During this season of giving thanks, we have the opportunity to appreciate and express gratitude for the many blessings that nourish our “sense” of well-being. At the same time, our nervous systems can be challenged in responding to changes in daily rhythms of light and dark, sleep, eating, and physical activity. For people who are sensory sensitive and rely on routine, predictable sensory experiences to function well, the holiday season can be a strain on one’s inner resources and adaptability in managing the day to day.
To help balance the effect of the stressors of the season, it is important to take care of the needs of our nervous system which influences immune health, sleep, and mood. It may be helpful to think about how to maintain some basic rhythms and routines in these areas:
- Sleep: going to bed at a similar time with adequate time and space before bed to downshift into sleep and waking in time to start the day without rushing.
- Exercise: making time for physical activity that brings joy, pleasure, and stress release.
- Nutrition self-care: taking care to drink and eat soothing and nourishing foods, such as herbal teas and soups.

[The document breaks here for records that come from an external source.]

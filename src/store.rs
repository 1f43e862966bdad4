//! In-memory stub repository.

use crate::config::Stub;
use std::sync::Arc;
use thiserror::Error;
use tokio::sync::RwLock;
use tracing::debug;

#[derive(Debug, Error)]
pub enum StoreError {
    #[error("stub not found: {0}")]
    NotFound(String),
    #[error("invalid stub: {0}")]
    Invalid(String),
}

/// Stubs in declaration order. Stubs are immutable once stored; updates
/// replace the whole entry.
#[derive(Debug, Default)]
pub struct InMemoryStubStore {
    stubs: RwLock<Vec<Arc<Stub>>>,
}

impl InMemoryStubStore {
    pub fn new() -> Self {
        Self::default()
    }

    /// Create a store holding already validated stubs.
    pub fn with_stubs(stubs: impl IntoIterator<Item = Stub>) -> Self {
        Self {
            stubs: RwLock::new(stubs.into_iter().map(Arc::new).collect()),
        }
    }

    /// Insert a stub or replace the one with the same id, keeping its
    /// position. A stub without an id gets a fresh one.
    pub async fn upsert(&self, mut stub: Stub) -> Result<Arc<Stub>, StoreError> {
        if stub.id.is_empty() {
            stub.id = uuid::Uuid::new_v4().to_string();
        }
        stub.validate()
            .map_err(|e| StoreError::Invalid(e.to_string()))?;

        let stub = Arc::new(stub);
        let mut stubs = self.stubs.write().await;
        match stubs.iter_mut().find(|s| s.id == stub.id) {
            Some(existing) => {
                debug!(stub_id = %stub.id, "Replacing stub");
                *existing = stub.clone();
            }
            None => {
                debug!(stub_id = %stub.id, "Adding stub");
                stubs.push(stub.clone());
            }
        }
        Ok(stub)
    }

    pub async fn delete(&self, id: &str) -> Result<Arc<Stub>, StoreError> {
        let mut stubs = self.stubs.write().await;
        let index = stubs
            .iter()
            .position(|s| s.id == id)
            .ok_or_else(|| StoreError::NotFound(id.to_string()))?;
        Ok(stubs.remove(index))
    }

    pub async fn get(&self, id: &str) -> Option<Arc<Stub>> {
        self.stubs.read().await.iter().find(|s| s.id == id).cloned()
    }

    pub async fn all(&self) -> Vec<Arc<Stub>> {
        self.stubs.read().await.clone()
    }

    /// Enabled stubs for one route, in declaration order.
    pub async fn for_route(&self, service: &str, method: &str) -> Vec<Arc<Stub>> {
        self.stubs
            .read()
            .await
            .iter()
            .filter(|s| s.enabled && s.service == service && s.method == method)
            .cloned()
            .collect()
    }

    /// Enabled stubs of one service, in declaration order.
    pub async fn for_service(&self, service: &str) -> Vec<Arc<Stub>> {
        self.stubs
            .read()
            .await
            .iter()
            .filter(|s| s.enabled && s.service == service)
            .cloned()
            .collect()
    }

    pub async fn len(&self) -> usize {
        self.stubs.read().await.len()
    }

    pub async fn is_empty(&self) -> bool {
        self.stubs.read().await.is_empty()
    }
}
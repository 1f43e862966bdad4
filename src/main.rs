//! Zentinel gRPC Mock - CLI Entry Point

use anyhow::{Context, Result};
use async_trait::async_trait;
use clap::Parser;
use serde_json::{json, Value};
use std::path::PathBuf;
use tokio::io::AsyncWriteExt;
use tracing::{info, Level};
use tracing_subscriber::FmtSubscriber;
use zentinel_agent_grpc_mock::config::parse_duration;
use zentinel_agent_grpc_mock::{
    Call, CallContext, CallOutcome, Metadata, MockConfig, MockServer, Payload, ResponseWriter,
    RpcShape, Status, TransportError,
};

#[derive(Parser, Debug)]
#[command(
    name = "zentinel-agent-grpc-mock",
    about = "gRPC mock engine for Zentinel - stub matching and scripted streaming responses",
    version
)]
struct Args {
    /// Path to stub file
    #[arg(short, long, default_value = "grpc-mock.yaml")]
    config: PathBuf,

    /// Log level (trace, debug, info, warn, error)
    #[arg(short = 'L', long, default_value = "info")]
    log_level: Level,

    /// Print an example stub file and exit
    #[arg(long)]
    print_config: bool,

    /// Validate stub file and exit
    #[arg(long)]
    validate: bool,

    /// Replay one call, as "package.Service/Method"
    #[arg(long, value_name = "SERVICE/METHOD")]
    call: Option<String>,

    /// Call shape (unary, client_stream, server_stream, bidirectional)
    #[arg(long, default_value = "unary")]
    shape: RpcShape,

    /// Request message as JSON; repeat for streaming calls
    #[arg(short, long = "request", value_name = "JSON")]
    requests: Vec<String>,

    /// Request header as name=value; may be repeated
    #[arg(short = 'H', long = "header", value_name = "NAME=VALUE")]
    headers: Vec<String>,

    /// Call deadline (e.g. "500ms", "2s")
    #[arg(long)]
    timeout: Option<String>,
}

/// Prints every response event as one JSON line on stdout.
struct StdoutWriter {
    out: tokio::io::Stdout,
}

impl StdoutWriter {
    fn new() -> Self {
        Self {
            out: tokio::io::stdout(),
        }
    }

    async fn emit(&mut self, event: Value) -> Result<(), TransportError> {
        let mut line =
            serde_json::to_vec(&event).map_err(|e| TransportError::Rejected(e.to_string()))?;
        line.push(b'\n');
        self.out.write_all(&line).await?;
        self.out.flush().await?;
        Ok(())
    }
}

#[async_trait]
impl ResponseWriter for StdoutWriter {
    async fn set_headers(&mut self, headers: &Metadata) -> Result<(), TransportError> {
        self.emit(json!({"event": "headers", "headers": headers})).await
    }

    async fn send(&mut self, message: Payload) -> Result<(), TransportError> {
        self.emit(json!({"event": "message", "message": message})).await
    }

    async fn set_trailers(&mut self, trailers: &Metadata) -> Result<(), TransportError> {
        self.emit(json!({"event": "trailers", "trailers": trailers})).await
    }

    async fn end(&mut self, status: &Status) -> Result<(), TransportError> {
        self.emit(json!({"event": "end", "status": status})).await
    }
}

fn build_call(route: &str, args: &Args) -> Result<Call> {
    let (service, method) = route
        .rsplit_once('/')
        .filter(|(s, m)| !s.is_empty() && !m.is_empty())
        .with_context(|| format!("Invalid call '{}', expected SERVICE/METHOD", route))?;

    let mut call = Call::new(service.trim_start_matches('/'), method, args.shape);

    for header in &args.headers {
        let (name, value) = header
            .split_once('=')
            .with_context(|| format!("Invalid header '{}', expected NAME=VALUE", header))?;
        call = call.with_header(name.trim().to_lowercase(), value.trim());
    }

    for (i, raw) in args.requests.iter().enumerate() {
        let request: Payload = serde_json::from_str(raw)
            .with_context(|| format!("Request {} is not a JSON object", i))?;
        call = call.with_request(request);
    }

    Ok(call)
}

#[tokio::main]
async fn main() -> Result<()> {
    let args = Args::parse();

    // Logs go to stderr so stdout only carries response events
    let subscriber = FmtSubscriber::builder()
        .with_max_level(args.log_level)
        .with_target(false)
        .with_writer(std::io::stderr)
        .finish();
    tracing::subscriber::set_global_default(subscriber)?;

    if args.print_config {
        let default_config = include_str!("../demos/default-stubs.yaml");
        println!("{}", default_config);
        return Ok(());
    }

    let config = if args.config.exists() {
        info!(path = ?args.config, "Loading stubs");
        MockConfig::from_file(&args.config)
            .with_context(|| format!("Failed to load {}", args.config.display()))?
    } else if args.validate || args.call.is_some() {
        anyhow::bail!("Stub file not found: {:?}", args.config);
    } else {
        info!("Using default configuration (no stubs)");
        MockConfig::default()
    };

    if args.validate {
        println!("Configuration is valid ({} stubs defined)", config.stubs.len());
        return Ok(());
    }

    let Some(route) = args.call.as_deref() else {
        println!("Loaded {} stubs; pass --call SERVICE/METHOD to replay a call", config.stubs.len());
        return Ok(());
    };

    let call = build_call(route, &args)?;
    let server = MockServer::new(config);

    let mut ctx = CallContext::new();
    if let Some(timeout) = &args.timeout {
        let timeout = parse_duration(timeout).with_context(|| format!("Invalid timeout '{}'", timeout))?;
        ctx = ctx.with_timeout(timeout);
    }

    let token = ctx.cancellation().clone();
    tokio::spawn(async move {
        if tokio::signal::ctrl_c().await.is_ok() {
            token.cancel();
        }
    });

    let mut writer = StdoutWriter::new();
    match server.handle(&call, &ctx, &mut writer).await? {
        CallOutcome::Served(execution) => {
            info!(
                sends = execution.sends,
                data = execution.data,
                ends = execution.ends,
                "Call served"
            );
            Ok(())
        }
        CallOutcome::Exhausted { stub_id } => {
            anyhow::bail!("Stub '{}' is exhausted", stub_id)
        }
    }
}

Invoking feelings of genuine appreciation and heartfelt gratitude can nourish our nervous system and overall “sense” of well-being. Incorporating a gratitude practice into the day is a simple but powerful way to build resilience to stress while staying grounded. In my own wellness practice and in working with youth and families with mental health needs, I have appreciated the evidence-based teachings, tools, and practices from the non-profit HeartMath Institute, whose mission is to help people bring their physical, mental and emotional systems into balanced alignment with their hearts intuitive guidance. The simple three-step HeartMath Appreciation Tool of focusing on the area of the heart while breathing evenly in and out of the heart area a little deeper than normal and generating and sustaining a positive feeling of appreciation for a few minutes can help balance the nervous system. Doing this exercise with the sensory support of weighted items is particularly calming in my experience.
Visit the HeartMath website for free visual and audio resources for this gratitude practice. HeartMath resources and tools available for veterans and their families are also available. Wishing all a Happy Thanksgiving.